L’Emea è l’agenzia  europea per il farmaco: la commissione  Sanità del Senato il suo  intervento lo può solo auspicare,  visto che non ha nessun potere  vincolante nei confronti della massima  autorità comunitaria in materia  di valutazione dei medicinali.  E questo, di tutta l’ingarbugliata vicenda  sull’aborto farmacologico,  che fa più specie: che la maggioranza  di centrodestra si senta autorizzata  a mettere il becco in questioni  su cui non ha nessun potere.  Per farlo, Pdl e Lega si sono appigliati  a un’audizione, quella  dell’avvocato Vincenzo Salvatore,  responsabile dell’ufficio legale  dell’Emea. Salvatore non ha fatto  altro che spiegare una legge che  tutti già conoscevano: la direttiva  comunitaria 83 del 2001, ovvero il  codice comunitario sui medicinali.  La norma prevede che nel caso di  medicinali a fini contraccettivi o  abortivi valgano le "legislazioni nazionali  in questione". Tradotto banalmente,  non si può vendere  l’RU486 in un Paese in cui l’aborto  è vietato. Ma in Italia non solo interrompere  una gravidanza è possibile  dal 1978, ma è la stessa legge  194 a stabilire che è auspicabile la  promozione di "tecniche più moderne,  più rispettose dell’integrità  fisica e psichica della donna".  Tant’è che noi, nella legge che recepisce  la direttiva comunitaria  (Dlgs 219/2006), quella clausola  sui farmaci anticoncezionali e   abortivi non l’abbiamo nemmeno  scritta. Invece per la commissione  Sanità quel mancato parere richiesto  al governo dovrebbe invalidare  tutta la procedura di immissione in  commercio della RU486. Peccato  che nemmeno il presidente della  commissione, il Pdl Tommassini,  abbia potuto citare a suo sostegno  qualche numero di provvedimento.  Dice solo che sono state riscontrate  "irregolarità nella procedura  autorizzativa". Quali, non lo sa  nemmeno il ministro che ora è  chiamato a esprimersi sulla questione.  

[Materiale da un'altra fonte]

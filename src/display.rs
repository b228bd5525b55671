/*
 * The SSD1306 OLED, showing a traffic-light housing with three lamps and a
 * caption for the current phase.
 *
 * The display task is the sole owner of the display hardware. Everything
 * else that wants screen output goes through shared state: the normal
 * writers set `needs_redraw`, and the recovery trigger sends a one-shot
 * maintenance message that this task services between render passes. That
 * keeps a recovery write from ever interleaving with a half-drawn frame.
 *
 * Layout and drawing are pure functions over any `DrawTarget`, so the
 * geometry is testable on the host without a display.
 */

use embedded_graphics::mono_font::MonoTextStyle;
use embedded_graphics::mono_font::ascii::FONT_8X13;
use embedded_graphics::pixelcolor::BinaryColor;
use embedded_graphics::prelude::*;
use embedded_graphics::primitives::{Circle, PrimitiveStyle, Rectangle};
use embedded_graphics::text::{Baseline, Text};

use crate::state::Phase;

// The housing outline on the left edge of the screen.
const HOUSING_TOP_LEFT: Point = Point::new(2, 5);
const HOUSING_SIZE: Size = Size::new(20, 54);

// Three lamps stacked inside the housing, top to bottom.
const LAMP_X: i32 = 12;
const LAMP_YS: [i32; 3] = [19, 33, 47];
const LAMP_DIAMETER: u32 = 11;

/// A caption fragment and where it goes on screen.
#[derive(Debug, Clone, Copy, PartialEq, Eq)]
pub struct Caption {
    pub text: &'static str,
    pub x: i32,
    pub y: i32,
}

const fn caption(text: &'static str, x: i32, y: i32) -> Caption {
    Caption { text, x, y }
}

/// Which of the three lamps is filled for a phase: green on top, amber in
/// the middle, red at the bottom.
pub fn filled_lamp(phase: Phase) -> usize {
    match phase {
        Phase::Green => 0,
        Phase::Yellow => 1,
        Phase::Red => 2,
    }
}

const GREEN_CAPTIONS: [Caption; 2] = [caption("PODE", 59, 22), caption("AVANCAR", 47, 34)];
const YELLOW_CAPTIONS: [Caption; 1] = [caption("ATENCAO", 47, 32)];
const RED_CAPTIONS: [Caption; 1] = [caption("PARE", 59, 32)];

/// The caption text next to the housing for a phase.
pub fn phase_captions(phase: Phase) -> &'static [Caption] {
    match phase {
        Phase::Green => &GREEN_CAPTIONS,
        Phase::Yellow => &YELLOW_CAPTIONS,
        Phase::Red => &RED_CAPTIONS,
    }
}

const NIGHT_CAPTION: Caption = caption("MODO NOTURNO", 27, 32);

const MAINTENANCE_CAPTIONS: [Caption; 2] =
    [caption("  HABILITANDO", 5, 25), caption(" MODO GRAVACAO", 5, 38)];

fn draw_captions<D>(target: &mut D, captions: &[Caption]) -> Result<(), D::Error>
where
    D: DrawTarget<Color = BinaryColor>,
{
    let style = MonoTextStyle::new(&FONT_8X13, BinaryColor::On);
    for c in captions {
        Text::with_baseline(c.text, Point::new(c.x, c.y), style, Baseline::Top).draw(target)?;
    }
    Ok(())
}

/// Housing outline plus the three lamps, with `filled` drawn solid and the
/// others as outlines. `None` leaves all three hollow.
fn draw_housing<D>(target: &mut D, filled: Option<usize>) -> Result<(), D::Error>
where
    D: DrawTarget<Color = BinaryColor>,
{
    Rectangle::new(HOUSING_TOP_LEFT, HOUSING_SIZE)
        .into_styled(PrimitiveStyle::with_stroke(BinaryColor::On, 1))
        .draw(target)?;

    for (i, y) in LAMP_YS.iter().enumerate() {
        let style = if filled == Some(i) {
            PrimitiveStyle::with_fill(BinaryColor::On)
        } else {
            PrimitiveStyle::with_stroke(BinaryColor::On, 1)
        };
        Circle::with_center(Point::new(LAMP_X, *y), LAMP_DIAMETER)
            .into_styled(style)
            .draw(target)?;
    }
    Ok(())
}

/// Normal-mode frame: one lamp filled for the phase, caption beside it.
pub fn draw_normal<D>(target: &mut D, phase: Phase) -> Result<(), D::Error>
where
    D: DrawTarget<Color = BinaryColor>,
{
    target.clear(BinaryColor::Off)?;
    draw_housing(target, Some(filled_lamp(phase)))?;
    draw_captions(target, phase_captions(phase))
}

/// Night-mode frame: the middle lamp alternates filled/hollow.
pub fn draw_night<D>(target: &mut D, lit: bool) -> Result<(), D::Error>
where
    D: DrawTarget<Color = BinaryColor>,
{
    target.clear(BinaryColor::Off)?;
    draw_housing(target, if lit { Some(1) } else { None })?;
    draw_captions(target, &[NIGHT_CAPTION])
}

/// Final frame before the jump to the bootloader.
pub fn draw_maintenance<D>(target: &mut D) -> Result<(), D::Error>
where
    D: DrawTarget<Color = BinaryColor>,
{
    target.clear(BinaryColor::Off)?;
    draw_captions(target, &MAINTENANCE_CAPTIONS)
}

#[cfg(target_os = "none")]
mod task {
    use defmt::info;
    use embassy_futures::select::{Either, select};
    use embassy_rp::i2c::{Async, I2c};
    use embassy_rp::peripherals::I2C1;
    use embassy_sync::blocking_mutex::raw::CriticalSectionRawMutex;
    use embassy_sync::signal::Signal;
    use embassy_time::{Duration, Timer};
    use ssd1306::mode::BufferedGraphicsModeAsync;
    use ssd1306::prelude::*;
    use ssd1306::Ssd1306Async;

    use super::{draw_maintenance, draw_night, draw_normal};
    use crate::state::SharedState;

    /// Redraw-flag poll cadence.
    const FRAME_POLL: Duration = Duration::from_millis(20);

    /// Half-period of the night-mode blink.
    const NIGHT_BLINK: Duration = Duration::from_millis(1000);

    pub type Display = Ssd1306Async<
        I2CInterface<I2c<'static, I2C1, Async>>,
        DisplaySize128x64,
        BufferedGraphicsModeAsync<DisplaySize128x64>,
    >;

    /// One-shot message from the recovery trigger to the display owner.
    pub type MaintenanceSignal = Signal<CriticalSectionRawMutex, ()>;

    #[embassy_executor::task]
    pub async fn display_task(
        mut display: Display,
        state: &'static SharedState,
        maintenance: &'static MaintenanceSignal,
    ) -> ! {
        // Force a full render on the first pass.
        state.mark_redraw();

        loop {
            let outcome = select(maintenance.wait(), render_pass(&mut display, state)).await;
            if let Either::First(()) = outcome {
                enter_maintenance(&mut display).await;
            }
        }
    }

    async fn render_pass(display: &mut Display, state: &'static SharedState) {
        if state.needs_redraw() {
            if state.night_mode() {
                // The redraw flag stays set in night mode, so the blink
                // keeps repainting until the mode changes.
                draw_night(display, true).unwrap();
                display.flush().await.unwrap();
                state.wait_in_mode(true, NIGHT_BLINK).await;

                draw_night(display, false).unwrap();
                display.flush().await.unwrap();
                state.wait_in_mode(true, NIGHT_BLINK).await;
            } else {
                state.clear_redraw();
                draw_normal(display, state.phase()).unwrap();
                display.flush().await.unwrap();
            }
        }
        Timer::after(FRAME_POLL).await;
    }

    /*
     * The one-way exit: paint the notice, then hand the device to the
     * RP2040 boot ROM for USB reprogramming. Normal operation never
     * resumes from here.
     */
    async fn enter_maintenance(display: &mut Display) -> ! {
        info!("entering maintenance mode, rebooting to USB bootloader");

        draw_maintenance(display).unwrap();
        display.flush().await.unwrap();

        embassy_rp::rom_data::reset_to_usb_boot(0, 0);
        loop {
            cortex_m::asm::wfe();
        }
    }
}

#[cfg(target_os = "none")]
pub use task::{Display, MaintenanceSignal, display_task};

Ieri mattina la senatrice radicale  Donatella Poretti ha incontrato  Sacconi nei corridoi del Senato.  Gli ha chiesto in quale legge sta  scritto che il governo deve dare un  parere preventivo all’Aifa. Lui si è  limitato a dire che si tratta della  conclusione a cui è giunta la commissione.  Finora (il parere dell’Aifa  è del 30 luglio scorso) queste "irregolarità"  non erano emerse, probabilmente  perché, dice la Radicale  Poretti "manca il supporto  scientifico". Le fa eco il senatore  Pd Ignazio Marino: "Non capisco  come una Commissione che ha  compiti legislativi abbia deciso di  trasformarsi in uno strumento per  giudicare sperimentazioni cliniche  già effettuate". Forse per capire  tutto, servono le parole di  Francesco Casavola, presidente  del Comitato di bioetica: "Nell’ambito  delle ricadute nell’immaginario  collettivo di ogni prodotto del  progresso scientifico, potrebbe  apparire più invogliante l’assunzione  di una pillola rispetto alla  complessità derivante dalla metodica  dell’aborto chirurgico".